= Adamantius (physician) =

5th-century Greek physician and writer

Adamantius (Ἀδαμάντιος) was an ancient physician, bearing the title of iatrosophist (ἰατρικῶν λόγων σοφιστῆς; broadly, "professor of medicine"). Little is known of his personal history, except that he was Jewish by birth, and that he was one of those who fled from Alexandria at the time of the expulsion of the Jews from that city by the Patriarch Cyril of Alexandria in 415. He went to Constantinople, was persuaded to convert to Christianity, apparently by Archbishop Atticus of Constantinople, and then returned to Alexandria.

Adamantius is the author of a Greek treatise on physiognomy (φυσιογνωμονικά) in two books. It is still extant, and borrows in a great measure (as Adamantius himself confesses) from Polemon's work on the same subject. It is dedicated to "Constantius", who is supposed by Fabricius to be the same Constantius (i.e.

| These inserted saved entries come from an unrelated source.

//! HTTP mapping for domain errors.
//!
//! The domain `Error` stays transport-agnostic; this module decides status
//! codes, hides internal messages and echoes the trace id header.

use actix_web::error::{JsonPayloadError, QueryPayloadError};
use actix_web::{HttpRequest, HttpResponse, ResponseError, http::StatusCode};
use tracing::{debug, error};

use crate::domain::{Error, ErrorCode, TRACE_ID_HEADER};
use crate::inbound::http::payload::{INVALID_BODY, INVALID_QUERY};

/// Convenient result alias for HTTP handlers.
pub type ApiResult<T> = Result<T, Error>;

const INTERNAL_MESSAGE: &str = "Internal server error";

fn status_for(code: ErrorCode) -> StatusCode {
    match code {
        ErrorCode::InvalidRequest => StatusCode::BAD_REQUEST,
        ErrorCode::Unauthorized => StatusCode::UNAUTHORIZED,
        ErrorCode::Forbidden => StatusCode::FORBIDDEN,
        ErrorCode::NotFound => StatusCode::NOT_FOUND,
        ErrorCode::Conflict => StatusCode::CONFLICT,
        ErrorCode::ServiceUnavailable => StatusCode::SERVICE_UNAVAILABLE,
        ErrorCode::InternalError => StatusCode::INTERNAL_SERVER_ERROR,
    }
}

/// Internal errors keep only their trace id; the message and details are
/// logged, never returned.
fn client_view(error: &Error) -> Error {
    if error.code() != ErrorCode::InternalError {
        return error.clone();
    }
    error!(message = error.message(), trace_id = ?error.trace_id(), "internal error");
    let redacted = Error::internal(INTERNAL_MESSAGE);
    match error.trace_id() {
        Some(id) => redacted.with_trace_id(id.to_owned()),
        None => redacted,
    }
}

impl ResponseError for Error {
    fn status_code(&self) -> StatusCode {
        status_for(self.code())
    }

    fn error_response(&self) -> HttpResponse {
        let mut builder = HttpResponse::build(self.status_code());
        if let Some(id) = self.trace_id() {
            builder.insert_header((TRACE_ID_HEADER, id.to_owned()));
        }
        builder.json(client_view(self))
    }
}

impl From<actix_web::Error> for Error {
    fn from(err: actix_web::Error) -> Self {
        error!(error = %err, "actix error promoted to domain error");
        Error::internal(INTERNAL_MESSAGE)
    }
}

/// Turn body deserialisation failures into `400 invalid_request`.
///
/// Installed through `web::JsonConfig::error_handler` so malformed bodies get
/// the same JSON envelope as every other failure.
pub fn json_payload_error(err: JsonPayloadError, _req: &HttpRequest) -> actix_web::Error {
    debug!(error = %err, "rejected request body");
    Error::invalid_request(INVALID_BODY).into()
}

/// Turn query-string extraction failures into `400 invalid_request`.
pub fn query_payload_error(err: QueryPayloadError, _req: &HttpRequest) -> actix_web::Error {
    debug!(error = %err, "rejected query string");
    Error::invalid_request(INVALID_QUERY).into()
}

Constantius III) who married Placidia, the daughter of Theodosius the Great, and who reigned for seven months in conjunction with the Emperor Honorius. It was first published in Greek in Paris in 1540. Several of his medical prescriptions are preserved by Oribasius and Aëtius.

Another of Adamantius' works, Περὶ Ἀνέμων (Lat. De Ventis), is quoted by the Scholiast to Hesiod, and an extract from it is given by Aëtius Amidenus. The text was published in 1864 by Valentin Rose in Anecdota Graeca.